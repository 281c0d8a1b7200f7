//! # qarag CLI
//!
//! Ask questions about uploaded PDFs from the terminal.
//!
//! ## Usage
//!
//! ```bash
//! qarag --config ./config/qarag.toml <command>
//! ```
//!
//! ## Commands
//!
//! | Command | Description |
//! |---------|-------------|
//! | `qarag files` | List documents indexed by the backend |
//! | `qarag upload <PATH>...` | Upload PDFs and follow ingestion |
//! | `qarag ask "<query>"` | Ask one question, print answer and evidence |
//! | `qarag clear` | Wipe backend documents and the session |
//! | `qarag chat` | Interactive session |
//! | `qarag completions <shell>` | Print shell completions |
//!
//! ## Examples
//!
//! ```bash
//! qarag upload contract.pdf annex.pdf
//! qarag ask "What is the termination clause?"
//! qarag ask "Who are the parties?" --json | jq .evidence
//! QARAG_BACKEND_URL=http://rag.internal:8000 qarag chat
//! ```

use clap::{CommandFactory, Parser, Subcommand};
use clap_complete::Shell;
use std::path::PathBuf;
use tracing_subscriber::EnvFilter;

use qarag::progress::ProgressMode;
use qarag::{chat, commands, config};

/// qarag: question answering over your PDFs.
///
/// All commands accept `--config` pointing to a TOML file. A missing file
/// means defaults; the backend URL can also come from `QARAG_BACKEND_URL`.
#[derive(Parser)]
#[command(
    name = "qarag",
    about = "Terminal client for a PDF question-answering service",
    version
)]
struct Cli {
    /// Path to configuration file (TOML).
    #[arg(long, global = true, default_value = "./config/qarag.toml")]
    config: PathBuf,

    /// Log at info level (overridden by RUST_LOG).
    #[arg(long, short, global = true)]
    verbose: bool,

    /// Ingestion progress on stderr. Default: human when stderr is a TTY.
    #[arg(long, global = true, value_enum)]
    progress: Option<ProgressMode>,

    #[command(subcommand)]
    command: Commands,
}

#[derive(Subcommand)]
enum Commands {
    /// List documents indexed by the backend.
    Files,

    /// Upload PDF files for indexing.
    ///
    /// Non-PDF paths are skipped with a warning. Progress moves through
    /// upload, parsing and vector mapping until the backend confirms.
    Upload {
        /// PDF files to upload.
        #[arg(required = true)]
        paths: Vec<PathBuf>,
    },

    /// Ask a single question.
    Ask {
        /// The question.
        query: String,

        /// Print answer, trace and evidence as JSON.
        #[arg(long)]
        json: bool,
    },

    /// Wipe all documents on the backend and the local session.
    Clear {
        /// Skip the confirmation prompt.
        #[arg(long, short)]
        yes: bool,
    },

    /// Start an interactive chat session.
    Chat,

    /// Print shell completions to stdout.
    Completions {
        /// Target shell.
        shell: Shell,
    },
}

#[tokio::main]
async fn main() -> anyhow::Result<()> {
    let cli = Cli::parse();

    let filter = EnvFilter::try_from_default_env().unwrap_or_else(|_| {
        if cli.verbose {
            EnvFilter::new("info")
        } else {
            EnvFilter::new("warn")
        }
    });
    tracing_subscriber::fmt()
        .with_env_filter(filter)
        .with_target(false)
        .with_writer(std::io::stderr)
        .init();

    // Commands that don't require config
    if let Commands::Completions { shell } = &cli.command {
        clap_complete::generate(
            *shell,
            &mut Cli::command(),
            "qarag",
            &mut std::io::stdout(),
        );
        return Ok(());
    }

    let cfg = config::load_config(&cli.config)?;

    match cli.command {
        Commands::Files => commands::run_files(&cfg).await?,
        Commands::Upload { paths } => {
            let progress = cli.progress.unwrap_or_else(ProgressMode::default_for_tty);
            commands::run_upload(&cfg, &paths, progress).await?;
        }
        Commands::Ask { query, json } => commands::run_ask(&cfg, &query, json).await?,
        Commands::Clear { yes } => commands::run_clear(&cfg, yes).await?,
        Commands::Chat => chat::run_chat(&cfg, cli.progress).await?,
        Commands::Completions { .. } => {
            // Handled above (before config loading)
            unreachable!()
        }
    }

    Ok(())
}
____
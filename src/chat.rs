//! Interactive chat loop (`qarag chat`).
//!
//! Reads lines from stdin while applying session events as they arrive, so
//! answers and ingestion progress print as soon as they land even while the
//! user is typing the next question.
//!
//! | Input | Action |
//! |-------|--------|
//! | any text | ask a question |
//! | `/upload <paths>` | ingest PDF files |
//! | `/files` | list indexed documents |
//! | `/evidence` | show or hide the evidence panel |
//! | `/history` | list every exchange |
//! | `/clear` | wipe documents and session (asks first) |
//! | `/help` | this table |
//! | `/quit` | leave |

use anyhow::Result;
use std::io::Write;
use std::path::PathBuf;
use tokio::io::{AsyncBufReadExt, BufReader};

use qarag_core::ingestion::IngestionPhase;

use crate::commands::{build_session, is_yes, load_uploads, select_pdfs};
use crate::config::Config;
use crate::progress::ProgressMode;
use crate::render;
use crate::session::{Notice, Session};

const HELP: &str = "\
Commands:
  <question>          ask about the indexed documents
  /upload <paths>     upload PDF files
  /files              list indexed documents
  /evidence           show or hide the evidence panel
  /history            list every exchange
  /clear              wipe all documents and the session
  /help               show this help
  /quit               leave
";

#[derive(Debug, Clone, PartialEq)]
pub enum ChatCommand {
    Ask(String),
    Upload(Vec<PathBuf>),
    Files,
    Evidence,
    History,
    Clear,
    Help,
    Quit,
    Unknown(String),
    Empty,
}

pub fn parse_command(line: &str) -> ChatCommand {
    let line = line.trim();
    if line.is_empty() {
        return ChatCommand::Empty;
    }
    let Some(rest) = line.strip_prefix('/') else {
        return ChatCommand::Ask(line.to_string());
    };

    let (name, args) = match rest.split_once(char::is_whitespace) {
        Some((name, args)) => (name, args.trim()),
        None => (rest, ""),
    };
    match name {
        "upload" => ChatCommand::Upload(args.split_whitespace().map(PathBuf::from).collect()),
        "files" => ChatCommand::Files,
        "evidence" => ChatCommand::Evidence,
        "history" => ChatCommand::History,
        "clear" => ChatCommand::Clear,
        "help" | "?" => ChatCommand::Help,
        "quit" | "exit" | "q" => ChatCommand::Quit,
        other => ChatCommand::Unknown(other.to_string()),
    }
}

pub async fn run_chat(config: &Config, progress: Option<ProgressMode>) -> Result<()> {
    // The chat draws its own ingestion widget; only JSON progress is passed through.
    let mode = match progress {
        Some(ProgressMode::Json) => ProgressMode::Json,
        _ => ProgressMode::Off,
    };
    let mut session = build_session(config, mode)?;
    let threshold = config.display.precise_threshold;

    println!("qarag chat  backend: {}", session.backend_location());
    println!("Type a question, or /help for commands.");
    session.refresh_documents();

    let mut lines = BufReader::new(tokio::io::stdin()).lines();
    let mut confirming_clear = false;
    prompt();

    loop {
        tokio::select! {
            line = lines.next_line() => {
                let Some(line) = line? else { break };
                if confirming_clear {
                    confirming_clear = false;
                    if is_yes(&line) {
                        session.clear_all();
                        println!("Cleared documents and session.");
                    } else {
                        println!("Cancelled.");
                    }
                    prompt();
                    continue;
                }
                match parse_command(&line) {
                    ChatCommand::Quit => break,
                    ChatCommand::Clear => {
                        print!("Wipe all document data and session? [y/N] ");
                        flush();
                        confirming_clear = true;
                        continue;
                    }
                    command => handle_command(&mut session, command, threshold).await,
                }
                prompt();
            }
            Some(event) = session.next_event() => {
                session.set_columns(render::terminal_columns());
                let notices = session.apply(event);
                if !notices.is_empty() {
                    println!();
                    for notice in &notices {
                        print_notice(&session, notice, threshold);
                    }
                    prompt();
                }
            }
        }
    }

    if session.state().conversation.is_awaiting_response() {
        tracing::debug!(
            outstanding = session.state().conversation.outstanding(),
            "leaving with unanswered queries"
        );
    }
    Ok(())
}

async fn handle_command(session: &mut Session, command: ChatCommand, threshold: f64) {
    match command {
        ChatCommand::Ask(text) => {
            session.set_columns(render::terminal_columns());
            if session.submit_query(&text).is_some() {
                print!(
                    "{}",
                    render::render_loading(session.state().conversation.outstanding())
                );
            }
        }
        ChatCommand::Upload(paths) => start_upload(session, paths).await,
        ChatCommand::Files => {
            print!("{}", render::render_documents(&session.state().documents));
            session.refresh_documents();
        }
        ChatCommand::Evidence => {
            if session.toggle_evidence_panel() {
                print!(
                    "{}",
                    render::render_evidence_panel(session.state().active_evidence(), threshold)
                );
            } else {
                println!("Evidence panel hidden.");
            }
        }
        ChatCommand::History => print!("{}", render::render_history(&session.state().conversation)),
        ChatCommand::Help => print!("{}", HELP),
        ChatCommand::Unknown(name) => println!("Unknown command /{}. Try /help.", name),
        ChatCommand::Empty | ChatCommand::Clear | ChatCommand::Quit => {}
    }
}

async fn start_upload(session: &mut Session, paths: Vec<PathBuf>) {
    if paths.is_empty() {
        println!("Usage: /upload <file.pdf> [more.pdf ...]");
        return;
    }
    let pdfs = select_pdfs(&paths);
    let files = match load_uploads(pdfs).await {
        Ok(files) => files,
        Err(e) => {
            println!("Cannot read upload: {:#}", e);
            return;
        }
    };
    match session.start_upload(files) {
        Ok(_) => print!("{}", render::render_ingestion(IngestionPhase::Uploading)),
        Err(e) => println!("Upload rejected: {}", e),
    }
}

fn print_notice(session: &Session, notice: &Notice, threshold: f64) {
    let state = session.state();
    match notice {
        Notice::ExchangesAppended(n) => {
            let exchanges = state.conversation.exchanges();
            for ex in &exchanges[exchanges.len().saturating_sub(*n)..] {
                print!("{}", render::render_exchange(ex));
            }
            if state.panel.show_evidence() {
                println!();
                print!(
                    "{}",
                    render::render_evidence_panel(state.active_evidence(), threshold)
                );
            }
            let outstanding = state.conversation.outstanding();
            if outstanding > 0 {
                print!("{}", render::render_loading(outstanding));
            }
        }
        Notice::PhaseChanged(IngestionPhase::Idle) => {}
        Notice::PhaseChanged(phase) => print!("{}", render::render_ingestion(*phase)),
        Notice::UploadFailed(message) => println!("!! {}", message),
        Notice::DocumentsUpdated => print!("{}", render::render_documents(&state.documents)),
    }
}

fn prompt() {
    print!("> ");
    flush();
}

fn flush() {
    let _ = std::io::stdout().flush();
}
____
• WORK TASK
Within the material above, how many lines contain "anyhow"? Only the number should be given.

• RESPONSE
2